▶ **Problem requirements**: Restating the records exactly is the whole task.

(Given records Opens)

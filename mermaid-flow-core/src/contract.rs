//! # contract: collaborator interfaces for the generation pipeline
//!
//! The pipeline in [`crate::generate`] never touches the network, a shell, the
//! filesystem dialogs or the clipboard directly. It talks to the traits below,
//! and the `mermaid-flow` binary crate supplies the real implementations:
//!
//! - [`CompletionClient`]: one chat-completion call.
//! - [`Flattener`]: turns several paths into one document on disk.
//! - [`Presenter`]: opens a preview panel for a [`PreviewSession`].
//! - [`SaveDialog`] and [`Clipboard`]: used by panel commands.
//! - [`Notifier`]: the single user-visible channel for info, warnings and errors.
//!
//! ## Mocking & Testing
//! Every trait is annotated for `mockall`; with the `test-export-mocks` feature
//! (on by default) the generated `Mock*` types are exported for integration tests.

use async_trait::async_trait;
use std::path::{Path, PathBuf};
use uuid::Uuid;

#[cfg(any(test, feature = "test-export-mocks"))]
use mockall::automock;

use crate::error::{AggregationError, CompletionError, PersistenceError, PresentError};
use crate::preview::PreviewSession;

/// Everything one completion call needs. Never built without a non-empty API key.
#[derive(Clone, PartialEq)]
pub struct DiagramRequest {
    pub raw_input_text: String,
    /// Resolved template: the configured one, or the built-in default.
    pub prompt_template: String,
    pub model_name: String,
    pub temperature: Option<f32>,
    pub endpoint_base_url: Option<String>,
    pub api_key: String,
}

impl std::fmt::Debug for DiagramRequest {
    fn fmt(&self, f: &mut std::fmt::Formatter<'_>) -> std::fmt::Result {
        f.debug_struct("DiagramRequest")
            .field("raw_input_len", &self.raw_input_text.len())
            .field("prompt_template_len", &self.prompt_template.len())
            .field("model_name", &self.model_name)
            .field("temperature", &self.temperature)
            .field("endpoint_base_url", &self.endpoint_base_url)
            .finish_non_exhaustive()
    }
}

/// Raw model reply. `content: None` is a valid outcome, not an error.
#[derive(Debug, Clone, Default, PartialEq, Eq)]
pub struct CompletionResult {
    pub content: Option<String>,
}

/// What a flattening run left behind besides the output file.
#[derive(Debug, Clone, Default, PartialEq, Eq)]
pub struct FlattenOutput {
    /// Tool stderr; surfaced as a warning when non-empty.
    pub stderr: String,
}

/// Returned by a [`Presenter`] once a panel is showing.
#[derive(Debug, Clone, PartialEq, Eq)]
pub struct PanelHandle {
    pub session_id: Uuid,
    /// Where the panel can be reached, e.g. a local URL.
    pub location: String,
}

/// Issues exactly one chat-completion call.
#[cfg_attr(any(test, feature = "test-export-mocks"), automock)]
#[async_trait]
pub trait CompletionClient: Send + Sync {
    /// Returns the first choice's message content, or `None` when the endpoint sent none.
    async fn complete(&self, request: &DiagramRequest) -> Result<CompletionResult, CompletionError>;
}

/// Concatenates several files or folders into a single document written to `output`.
#[cfg_attr(any(test, feature = "test-export-mocks"), automock)]
#[async_trait]
pub trait Flattener: Send + Sync {
    /// `paths` are absolute; `workspace_root` is the working directory for the run.
    async fn flatten(
        &self,
        workspace_root: &Path,
        paths: &[PathBuf],
        output: &Path,
    ) -> Result<FlattenOutput, AggregationError>;
}

/// Owns preview panels. Each call opens a new panel; panels are never reused.
#[cfg_attr(any(test, feature = "test-export-mocks"), automock)]
#[async_trait]
pub trait Presenter: Send + Sync {
    async fn present(&self, session: PreviewSession) -> Result<PanelHandle, PresentError>;
}

/// Asks the user where to save an export. `Ok(None)` means the user cancelled.
#[cfg_attr(any(test, feature = "test-export-mocks"), automock)]
#[async_trait]
pub trait SaveDialog: Send + Sync {
    async fn pick_save_location(
        &self,
        suggested_name: &str,
    ) -> Result<Option<PathBuf>, PersistenceError>;
}

#[cfg_attr(any(test, feature = "test-export-mocks"), automock)]
#[async_trait]
pub trait Clipboard: Send + Sync {
    async fn write_text(&self, text: &str) -> Result<(), PersistenceError>;
}

/// User-visible notifications. One call per reported outcome.
#[cfg_attr(any(test, feature = "test-export-mocks"), automock)]
pub trait Notifier: Send + Sync {
    fn info(&self, message: &str);
    fn warn(&self, message: &str);
    fn error(&self, message: &str);
    /// Non-cancellable progress text for the running generation.
    fn progress(&self, message: &str);
}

(Given records Closes)

▶ **Exercise answer**:
filename mermaid-flow-core/src/contract.rs
//! # contract: collaborator interfaces for the generation pipeline
//!
//! The pipeline in [`crate::generate`] never touches the network, a shell, the
//! filesystem dialogs or the clipboard directly. It talks to the traits below,
//! and the `mermaid-flow` binary crate supplies the real implementations:
//!
//! - [`CompletionClient`]: one chat-completion call.
//! - [`Flattener`]: turns several paths into one document on disk.
//! - [`Presenter`]: opens a preview panel for a [`PreviewSession`].
//! - [`SaveDialog`] and [`Clipboard`]: used by panel commands.
//! - [`Notifier`]: the single user-visible channel for info, warnings and errors.
//!
//! ## Mocking & Testing
//! Every trait is annotated for `mockall`; with the `test-export-mocks` feature
//! (on by default) the generated `Mock*` types are exported for integration tests.

use async_trait::async_trait;
use std::path::{Path, PathBuf};
use uuid::Uuid;

#[cfg(any(test, feature = "test-export-mocks"))]
use mockall::automock;

use crate::error::{AggregationError, CompletionError, PersistenceError, PresentError};
use crate::preview::PreviewSession;

/// Everything one completion call needs. Never built without a non-empty API key.
#[derive(Clone, PartialEq)]
pub struct DiagramRequest {
    pub raw_input_text: String,
    /// Resolved template: the configured one, or the built-in default.
    pub prompt_template: String,
    pub model_name: String,
    pub temperature: Option<f32>,
    pub endpoint_base_url: Option<String>,
    pub api_key: String,
}

impl std::fmt::Debug for DiagramRequest {
    fn fmt(&self, f: &mut std::fmt::Formatter<'_>) -> std::fmt::Result {
        f.debug_struct("DiagramRequest")
            .field("raw_input_len", &self.raw_input_text.len())
            .field("prompt_template_len", &self.prompt_template.len())
            .field("model_name", &self.model_name)
            .field("temperature", &self.temperature)
            .field("endpoint_base_url", &self.endpoint_base_url)
            .finish_non_exhaustive()
    }
}

/// Raw model reply. `content: None` is a valid outcome, not an error.
#[derive(Debug, Clone, Default, PartialEq, Eq)]
pub struct CompletionResult {
    pub content: Option<String>,
}

/// What a flattening run left behind besides the output file.
#[derive(Debug, Clone, Default, PartialEq, Eq)]
pub struct FlattenOutput {
    /// Tool stderr; surfaced as a warning when non-empty.
    pub stderr: String,
}

/// Returned by a [`Presenter`] once a panel is showing.
#[derive(Debug, Clone, PartialEq, Eq)]
pub struct PanelHandle {
    pub session_id: Uuid,
    /// Where the panel can be reached, e.g. a local URL.
    pub location: String,
}

/// Issues exactly one chat-completion call.
#[cfg_attr(any(test, feature = "test-export-mocks"), automock)]
#[async_trait]
pub trait CompletionClient: Send + Sync {
    /// Returns the first choice's message content, or `None` when the endpoint sent none.
    async fn complete(&self, request: &DiagramRequest) -> Result<CompletionResult, CompletionError>;
}

/// Concatenates several files or folders into a single document written to `output`.
#[cfg_attr(any(test, feature = "test-export-mocks"), automock)]
#[async_trait]
pub trait Flattener: Send + Sync {
    /// `paths` are absolute; `workspace_root` is the working directory for the run.
    async fn flatten(
        &self,
        workspace_root: &Path,
        paths: &[PathBuf],
        output: &Path,
    ) -> Result<FlattenOutput, AggregationError>;
}

/// Owns preview panels. Each call opens a new panel; panels are never reused.
#[cfg_attr(any(test, feature = "test-export-mocks"), automock)]
#[async_trait]
pub trait Presenter: Send + Sync {
    async fn present(&self, session: PreviewSession) -> Result<PanelHandle, PresentError>;
}

/// Asks the user where to save an export. `Ok(None)` means the user cancelled.
#[cfg_attr(any(test, feature = "test-export-mocks"), automock)]
#[async_trait]
pub trait SaveDialog: Send + Sync {
    async fn pick_save_location(
        &self,
        suggested_name: &str,
    ) -> Result<Option<PathBuf>, PersistenceError>;
}

#[cfg_attr(any(test, feature = "test-export-mocks"), automock)]
#[async_trait]
pub trait Clipboard: Send + Sync {
    async fn write_text(&self, text: &str) -> Result<(), PersistenceError>;
}

/// User-visible notifications. One call per reported outcome.
#[cfg_attr(any(test, feature = "test-export-mocks"), automock)]
pub trait Notifier: Send + Sync {
    fn info(&self, message: &str);
    fn warn(&self, message: &str);
    fn error(&self, message: &str);
    /// Non-cancellable progress text for the running generation.
    fn progress(&self, message: &str);
}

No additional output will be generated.